It had been an exceptional 2 days as far as wild dog sightings were concerned. In fact we had seen them on virtually every drive, our first sighting of them was at the water pump, 17 wild dogs were lazing under a tree. It was fantastic to see them but they did not provide much entertainment…… Since then the sightings had become progressively better. We had them walking down the road and playing with each other; we had them moving deliberately through the bush looking for prey and we even saw them devour an impala which they managed to kill 2 meters from tent four in camp. That morning as we rolled out the camp at the crack of dawn, we were all certain we had witnessed the best of the best as far as wild dog sightings go….. we had no idea how wrong we were.
The first hour of the drive was fairly quiet. But what did we expect it to be quiet, considering a pack of 17 wild dogs were on the prowl around our concession. At the dam we did find good old harry our resident hippo. He had just returned to the water from his nights activities and was getting ready for his first nap of the day, but delighted us by giving us a few grunts and a big yawn. As we were watching him settle himself in the dam, Dave’s voice came over the radio: “Peter, Peter come in for Dave.” “Standing by”, I replied. “Hi Peter, I’ve got the dogs on western river road if you are interested.” We had seen them so much over the past few days I was worried the guests may not be interested in seeing them again, I quickly explained that Dave had found the Dogs again not too far from us, they were all excited to see them, so off we went.
As we were responding to the sighing, Dave kept us informed on the movements of the Wild Dogs. The last update we got was that they were moving up Mopane way. We eventually made it to the area and started slowly driving up the road searching for the dogs, and about half way up the road, we found them. We could not believe our eyes – there were also two spotted hyena’s lying on the road amongst the dogs.

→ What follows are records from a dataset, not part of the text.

//! System-level modules

pub mod logging;
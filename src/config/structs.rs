use serde::{Deserialize, Serialize};

use crate::errors::{LinkShortenerError, Result};

pub const DEFAULT_CONFIG_PATH: &str = "config.toml";
pub const ENV_PREFIX: &str = "LS";

/// 静态配置（从 TOML 加载，启动时使用）
///
/// - database: 存储后端选择与连接参数
/// - shorten: 短链生成参数
/// - logging: 日志配置
#[derive(Debug, Clone, Serialize, Deserialize, Default)]
pub struct StaticConfig {
    #[serde(default)]
    pub database: DatabaseConfig,
    #[serde(default)]
    pub shorten: ShortenConfig,
    #[serde(default)]
    pub logging: LoggingConfig,
}

impl StaticConfig {
    /// 从 TOML 文件和环境变量加载配置
    ///
    /// 优先级：ENV > 配置文件 > 默认值
    /// ENV 前缀：LS，分隔符：__
    /// 示例：LS__DATABASE__BACKEND=networked
    pub fn load_from(path: &str) -> Result<Self> {
        use config::{Config, Environment, File};

        let builder = Config::builder()
            // 1. 从 TOML 文件加载（可选）
            .add_source(File::with_name(path).required(false))
            // 2. 从环境变量覆盖
            .add_source(
                Environment::with_prefix(ENV_PREFIX)
                    .prefix_separator("__")
                    .separator("__")
                    .list_separator(",")
                    .with_list_parse_key("database.networked.hosts")
                    .try_parsing(true),
            );

        let settings = builder.build().map_err(|e| {
            LinkShortenerError::configuration(format!("Failed to build config: {}", e))
        })?;
        let config = settings.try_deserialize::<StaticConfig>().map_err(|e| {
            LinkShortenerError::configuration(format!("Failed to deserialize config: {}", e))
        })?;

        if std::path::Path::new(path).exists() {
            eprintln!("[INFO] Configuration loaded from: {}", path);
        }
        Ok(config)
    }

    /// 生成示例 TOML 配置文件
    pub fn generate_sample_config() -> String {
        let sample_config = Self::default();
        toml::to_string_pretty(&sample_config)
            .unwrap_or_else(|e| format!("Error generating sample config: {}", e))
    }

    /// 保存配置到 TOML 文件
    pub fn save_to_file<P: AsRef<std::path::Path>>(&self, path: P) -> Result<()> {
        let content = toml::to_string_pretty(self).map_err(|e| {
            LinkShortenerError::configuration(format!("Failed to serialize config: {}", e))
        })?;

        if let Some(parent) = path.as_ref().parent()
            && !parent.as_os_str().is_empty()
            && !parent.exists()
        {
            std::fs::create_dir_all(parent)?;
        }

        std::fs::write(path, content)?;
        Ok(())
    }
}

/// 数据库配置
#[derive(Debug, Clone, Serialize, Deserialize)]
pub struct DatabaseConfig {
    /// embedded | networked（别名：rocksdb, badgerdb, mongodb）
    #[serde(default = "default_backend")]
    pub backend: String,
    #[serde(default)]
    pub embedded: EmbeddedConfig,
    #[serde(default)]
    pub networked: NetworkedConfig,
}

/// 嵌入式 RocksDB 配置
#[derive(Debug, Clone, Serialize, Deserialize)]
pub struct EmbeddedConfig {
    #[serde(default = "default_embedded_path")]
    pub path: String,
    /// 仅内存模式（进程退出后数据丢失）
    #[serde(default)]
    pub in_memory: bool,
    /// 事务锁等待时间（毫秒）
    #[serde(default = "default_lock_timeout_ms")]
    pub lock_timeout_ms: u64,
}

/// MongoDB 连接配置
#[derive(Debug, Clone, Serialize, Deserialize)]
pub struct NetworkedConfig {
    /// 连接名，用于连接池索引
    #[serde(default = "default_connection_name")]
    pub name: String,
    /// host:port 列表，多于一个时按集群连接
    #[serde(default = "default_hosts")]
    pub hosts: Vec<String>,
    #[serde(default)]
    pub user: String,
    #[serde(default)]
    pub password: String,
    #[serde(default = "default_database_name")]
    pub database: String,
    #[serde(default)]
    pub replica_set: Option<String>,
    /// 秒
    #[serde(default = "default_connect_timeout")]
    pub connect_timeout: u64,
    /// 单次操作超时（秒）
    #[serde(default = "default_execute_timeout")]
    pub execute_timeout: u64,
    #[serde(default = "default_min_pool_size")]
    pub min_pool_size: u32,
    #[serde(default = "default_max_pool_size")]
    pub max_pool_size: u32,
    /// 空闲连接回收时间（分钟）
    #[serde(default = "default_max_conn_idle_time")]
    pub max_conn_idle_time: u64,
    /// 关闭连接池的最长等待时间（秒）
    #[serde(default = "default_shutdown_grace_secs")]
    pub shutdown_grace_secs: u64,
}

/// 短链生成配置
#[derive(Debug, Clone, Serialize, Deserialize)]
pub struct ShortenConfig {
    /// xxh32 种子
    #[serde(default = "default_seed")]
    pub seed: u32,
    /// 管理令牌长度
    #[serde(default = "default_token_length")]
    pub token_length: usize,
    /// 短码冲突时的最大尝试次数
    #[serde(default = "default_max_insert_attempts")]
    pub max_insert_attempts: u32,
}

/// 日志配置
#[derive(Debug, Clone, Serialize, Deserialize)]
pub struct LoggingConfig {
    #[serde(default = "default_log_level")]
    pub level: String,
    #[serde(default = "default_log_format")]
    pub format: String,
    #[serde(default = "default_log_file")]
    pub file: Option<String>,
    #[serde(default = "default_max_backups")]
    pub max_backups: u32,
    #[serde(default = "default_enable_rotation")]
    pub enable_rotation: bool,
}

// ============================================================
// Default value functions
// ============================================================

fn default_backend() -> String {
    "embedded".to_string()
}

fn default_embedded_path() -> String {
    "data/linkshortener".to_string()
}

fn default_lock_timeout_ms() -> u64 {
    5000
}

fn default_connection_name() -> String {
    "default".to_string()
}

fn default_hosts() -> Vec<String> {
    vec!["127.0.0.1:27017".to_string()]
}

fn default_database_name() -> String {
    "linkshortener".to_string()
}

fn default_connect_timeout() -> u64 {
    10
}

fn default_execute_timeout() -> u64 {
    10
}

fn default_min_pool_size() -> u32 {
    1
}

fn default_max_pool_size() -> u32 {
    50
}

fn default_max_conn_idle_time() -> u64 {
    5
}

fn default_shutdown_grace_secs() -> u64 {
    20
}

fn default_seed() -> u32 {
    0x5eed_1157
}

fn default_token_length() -> usize {
    16
}

fn default_max_insert_attempts() -> u32 {
    5
}

fn default_log_level() -> String {
    "info".to_string()
}

fn default_log_format() -> String {
    "text".to_string()
}

fn default_log_file() -> Option<String> {
    None
}

fn default_max_backups() -> u32 {
    5
}

fn default_enable_rotation() -> bool {
    true
}

// ============================================================
// Default implementations
// ============================================================

impl Default for DatabaseConfig {
    fn default() -> Self {
        Self {
            backend: default_backend(),
            embedded: EmbeddedConfig::default(),
            networked: NetworkedConfig::default(),
        }
    }
}

impl Default for EmbeddedConfig {
    fn default() -> Self {
        Self {
            path: default_embedded_path(),
            in_memory: false,
            lock_timeout_ms: default_lock_timeout_ms(),
        }
    }
}

impl Default for NetworkedConfig {
    fn default() -> Self {
        Self {
            name: default_connection_name(),
            hosts: default_hosts(),
            user: String::new(),
            password: String::new(),
            database: default_database_name(),
            replica_set: None,
            connect_timeout: default_connect_timeout(),
            execute_timeout: default_execute_timeout(),
            min_pool_size: default_min_pool_size(),
            max_pool_size: default_max_pool_size(),
            max_conn_idle_time: default_max_conn_idle_time(),
            shutdown_grace_secs: default_shutdown_grace_secs(),
        }
    }
}

impl Default for ShortenConfig {
    fn default() -> Self {
        Self {
            seed: default_seed(),
            token_length: default_token_length(),
            max_insert_attempts: default_max_insert_attempts(),
        }
    }
}

impl Default for LoggingConfig {
    fn default() -> Self {
        Self {
            level: default_log_level(),
            format: default_log_format(),
            file: default_log_file(),
            max_backups: default_max_backups(),
            enable_rotation: default_enable_rotation(),
        }
    }
}

#[cfg(test)]
mod tests {
    use super::*;

    #[test]
    fn test_sample_config_round_trips() {
        let sample = StaticConfig::generate_sample_config();
        assert!(sample.contains("[database]"));
        let parsed: StaticConfig = toml::from_str(&sample).unwrap();
        assert_eq!(parsed.database.backend, "embedded");
        assert_eq!(parsed.shorten.token_length, 16);
    }

    #[test]
    fn test_partial_toml_uses_defaults() {
        let parsed: StaticConfig = toml::from_str(
            r#"
            [database]
            backend = "mongodb"

            [database.networked]
            hosts = ["db1:27017", "db2:27017"]
            replica_set = "rs0"
            "#,
        )
        .unwrap();
        assert_eq!(parsed.database.backend, "mongodb");
        assert_eq!(parsed.database.networked.hosts.len(), 2);
        assert_eq!(parsed.database.networked.execute_timeout, 10);
        assert_eq!(parsed.database.embedded.lock_timeout_ms, 5000);
        assert_eq!(parsed.logging.level, "info");
    }
}
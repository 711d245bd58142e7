//! 过期时间解析
//!
//! 支持：
//! - RFC3339：2030-10-01T12:00:00Z
//! - 相对时间：1d, 2w, 1h30m, 1y（月按 30 天、年按 365 天计）
//! - 0 / never：永不过期

use chrono::{DateTime, Duration, Utc};

use crate::errors::{LinkShortenerError, Result};

/// Parse an expiry relative to `now` into unix seconds; `0` means never.
pub fn parse_expire(input: &str, now: DateTime<Utc>) -> Result<i64> {
    let input = input.trim();
    if input.is_empty() || input == "0" || input.eq_ignore_ascii_case("never") {
        return Ok(0);
    }

    if let Ok(dt) = DateTime::parse_from_rfc3339(input) {
        let at = dt.with_timezone(&Utc);
        if at <= now {
            return Err(LinkShortenerError::validation(format!(
                "expire time {} is in the past",
                input
            )));
        }
        return Ok(at.timestamp());
    }

    let offset = parse_relative(input)?;
    now.checked_add_signed(offset)
        .map(|at| at.timestamp())
        .ok_or_else(|| LinkShortenerError::validation("计算的过期时间超出了有效范围"))
}

fn parse_relative(input: &str) -> Result<Duration> {
    let invalid = || LinkShortenerError::validation(format!("无效的时间格式: '{}'", input));
    let out_of_range = || LinkShortenerError::validation(format!("时间间隔超出范围: '{}'", input));
    let mut total = Duration::zero();
    let mut rest = input;

    while !rest.is_empty() {
        let digits = rest.find(|c: char| !c.is_ascii_digit()).unwrap_or(rest.len());
        if digits == 0 {
            return Err(invalid());
        }
        let num: i64 = rest[..digits].parse().map_err(|_| invalid())?;
        rest = &rest[digits..];

        let unit_len = rest
            .find(|c: char| !c.is_ascii_alphabetic())
            .unwrap_or(rest.len());
        let unit = &rest[..unit_len];
        rest = &rest[unit_len..];

        // 大写 M 表示月，小写 m 表示分钟
        let step = match unit {
            "M" => num.checked_mul(30).and_then(Duration::try_days),
            _ => match unit.to_lowercase().as_str() {
                "s" | "sec" | "second" | "seconds" => Duration::try_seconds(num),
                "m" | "min" | "minute" | "minutes" => Duration::try_minutes(num),
                "h" | "hour" | "hours" => Duration::try_hours(num),
                "d" | "day" | "days" => Duration::try_days(num),
                "w" | "week" | "weeks" => Duration::try_weeks(num),
                "month" | "months" => num.checked_mul(30).and_then(Duration::try_days),
                "y" | "year" | "years" => num.checked_mul(365).and_then(Duration::try_days),
                "" => {
                    return Err(LinkShortenerError::validation(format!(
                        "缺少时间单位，数字 '{}' 后应跟时间单位",
                        num
                    )));
                }
                _ => {
                    return Err(LinkShortenerError::validation(format!(
                        "不支持的时间单位: '{}'",
                        unit
                    )));
                }
            },
        };
        total = step
            .and_then(|step| total.checked_add(&step))
            .ok_or_else(out_of_range)?;
    }

    if total == Duration::zero() {
        return Err(LinkShortenerError::validation("时间间隔不能为零"));
    }
    Ok(total)
}

#[cfg(test)]
mod tests {
    use super::*;
    use chrono::TimeZone;

    fn now() -> DateTime<Utc> {
        Utc.with_ymd_and_hms(2025, 1, 1, 0, 0, 0).unwrap()
    }

    #[test]
    fn test_never() {
        assert_eq!(parse_expire("0", now()).unwrap(), 0);
        assert_eq!(parse_expire("never", now()).unwrap(), 0);
        assert_eq!(parse_expire("", now()).unwrap(), 0);
    }

    #[test]
    fn test_relative() {
        let base = now().timestamp();
        assert_eq!(parse_expire("1d", now()).unwrap(), base + 86_400);
        assert_eq!(parse_expire("1h30m", now()).unwrap(), base + 5_400);
        assert_eq!(parse_expire("1M", now()).unwrap(), base + 30 * 86_400);
        assert_eq!(parse_expire("2w", now()).unwrap(), base + 14 * 86_400);
    }

    #[test]
    fn test_rfc3339() {
        let at = parse_expire("2030-01-01T00:00:00Z", now()).unwrap();
        assert_eq!(at, Utc.with_ymd_and_hms(2030, 1, 1, 0, 0, 0).unwrap().timestamp());
        assert!(parse_expire("2020-01-01T00:00:00Z", now()).is_err());
    }

    #[test]
    fn test_invalid() {
        assert!(parse_expire("abc", now()).is_err());
        assert!(parse_expire("10", now()).is_err());
        assert!(parse_expire("5x", now()).is_err());
        assert!(parse_expire("0d", now()).is_err());
    }

    #[test]
    fn test_oversized_interval_is_rejected() {
        for input in [
            "999999999999999d",
            "999999999999999999M",
            "99999999999999999y",
            "999999999999999999w",
            "9223372036854775807s9223372036854775807s",
            "99999999999999999999d",
        ] {
            let err = parse_expire(input, now()).unwrap_err();
            assert!(
                matches!(err, LinkShortenerError::Validation(_)),
                "{}: {:?}",
                input,
                err
            );
        }
    }
}
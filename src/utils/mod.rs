pub mod password;
pub mod time_parser;
pub mod url_validator;

/// base62 字母表：数字、小写、大写
const BASE62_ALPHABET: &[u8; 62] =
    b"0123456789abcdefghijklmnopqrstuvwxyzABCDEFGHIJKLMNOPQRSTUVWXYZ";

pub fn generate_random_code(length: usize) -> String {
    use std::iter;

    // 随机选择字母和数字
    let chars = b"ABCDEFGHIJKLMNOPQRSTUVWXYZabcdefghijklmnopqrstuvwxyz0123456789";

    // 生成指定长度的随机字符串
    iter::repeat_with(|| chars[rand::random_range(0..chars.len())] as char)
        .take(length)
        .collect()
}

/// Encode `value` in base62 without padding; `0` encodes as `"0"`.
pub fn encode_base62(mut value: u32) -> String {
    if value == 0 {
        return "0".to_string();
    }

    // u32::MAX 在 base62 下为 6 位
    let mut buf = [0u8; 6];
    let mut pos = buf.len();
    while value > 0 {
        pos -= 1;
        buf[pos] = BASE62_ALPHABET[(value % 62) as usize];
        value /= 62;
    }
    buf[pos..].iter().map(|&b| b as char).collect()
}

/// 常量时间比较令牌，避免时序侧信道
pub fn secure_token_eq(provided: &str, expected: &str) -> bool {
    use subtle::ConstantTimeEq;
    provided.as_bytes().ct_eq(expected.as_bytes()).into()
}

When we first arrived it seemed peaceful, as if the Wild dogs and Hyena’s had a mutual agreement not to bother each other. Then suddenly one of the dogs got up and moved quickly up to the closest Hyena. The hyena immediately sat up and flattened its ears in a defensive posture. The Wild dog, realizing it was no match for a hyena, stopped its advance, but this was gang warfare and the hyenas were outnumbered. A second later, all the dogs were gathered around the hyena, and as he turned to defend himself against one attack, another dog would rush in and bite him from behind. The second Hyena saw what was going on and made a stealthy retreat, proving how important it is to choose your friends wisely! Slowly but surely, one by one, the wild dogs lost interest in the Hyena, and eventually he was left alone to lick his wounds. The second Hyena now suddenly made an appearance and greeted his friend.
By now, the Wild dogs had completely forgotten about the Hyenas and were making their way back down to Western river road now, playing as they went. We followed them and enjoyed their playful clowning around. As we were about to leave and carry on with our drive we noticed the Hyenas had not left and had actually been following the dogs at a distance. Wild dogs are exceptionally successful hunters, and the Hyenas must have decided that this would be their meal ticket for a while. It was an incredible sighting, one which I will never forget.